I have a "dashboard" menu that works great on Android. It has eight ImageViews and works just as I need it.
-------------------
| | |
| 1 | 2 |
-------------------
-------------------
| | |
| 3 | 4 |
-------------------
-------------------
| | |
| 5 | 6 |
-------------------
-------------------
| | |
| 7 | 8 |
-------------------
I use 8 different images at a very high resolution so that they look good everywhere. I don't include any of them in different dpi folders. I just have one large resolution that all screen sizes pick up. Is this bad practice? Should I really have different sized images for each?
Is this bad practice?
If it looks good at all screen densities (and sizes that you are supporting), this is perfectly fine. Only you can make that determination.
As I note in another answer, the issue is the automatic resampling, and the resulting quality.

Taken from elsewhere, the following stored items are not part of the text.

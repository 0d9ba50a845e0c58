// Copyright (c) 2024-2025 DeepGraph Inc.
// SPDX-License-Identifier: Apache-2.0
//
//! Logical plan optimization rules
//!
//! - predicate_pushdown.rs - Push filters into tables or directly above them
//! - subquery_alias_pushdown.rs - Push filters below derived-table aliases
//! - projection_pushdown.rs - Narrow tables to the columns the query reads
//!
//! The remaining modules are shared helpers: predicate attribution, alias
//! resolution, table replacement and column position fixing.

pub mod field_indexes;
pub mod filter_set;
pub mod predicate_pushdown;
pub mod projection_pushdown;
pub mod subquery_alias_pushdown;
pub mod table_access;
pub mod table_aliases;

pub use filter_set::FilterSet;
pub use predicate_pushdown::{can_do_pushdown, filter_pushdown_child_selector, pushdown_filters};
pub use projection_pushdown::{can_project, fields_by_table, pushdown_projections, FieldsByTable};
pub use subquery_alias_pushdown::pushdown_subquery_alias_filters;
pub use table_aliases::TableAliases;
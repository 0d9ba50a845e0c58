// Copyright (c) 2024-2025 DeepGraph Inc.
// SPDX-License-Identifier: Apache-2.0
//
//! Expression subsystem: scalar expression tree and row evaluation

pub mod eval;
pub mod expression;

pub use expression::{
    AliasExpression, BinaryExpression, ColumnRef, Expression, FunctionCall, Operator,
    SubqueryExpression, UnresolvedColumn,
};
// Copyright (c) 2024-2025 DeepGraph Inc.
// SPDX-License-Identifier: Apache-2.0
//
//! Query plan rewriting
//!
//! This module holds the logical plan representation and the pushdown
//! optimizer that relocates filters, index lookups and projections toward the
//! table scans that can satisfy them.

pub mod config;
pub mod context;
pub mod operators;
pub mod optimizer;
pub mod optimizers;
pub mod scope;
pub mod transform;

pub use config::OptimizerConfig;
pub use context::QueryContext;
pub use operators::logical;
pub use optimizer::{OptimizationLevel, OptimizerError, OptimizerResult};
pub use scope::Scope;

First, screen densities keep increasing. We have -xxhdpi
devices now (e.g., Droid DNA). However, -xxhdpi
was a relatively recent addition to the SDK. If your icons are -xhdpi
, they will be upsampled for -xxhdpi
, and that could be problematic. At the moment, -xxhdpi
devices are extremely few in number, though, so this may not matter for the moment. However, if you are only supplying, say, -mdpi
images, Android will need to upsample for -hdpi
on up, once again likely causing artifacts.
Downsampling is more likely to have decent results, compared with upsampling. However, it is not an absolute guarantee of quality, particularly as you go through several levels (e.g., downsampling -xhdpi
to -ldpi
).
Custom-crafting images for other densities give you absolute control over quality, at the cost of development time and APK size.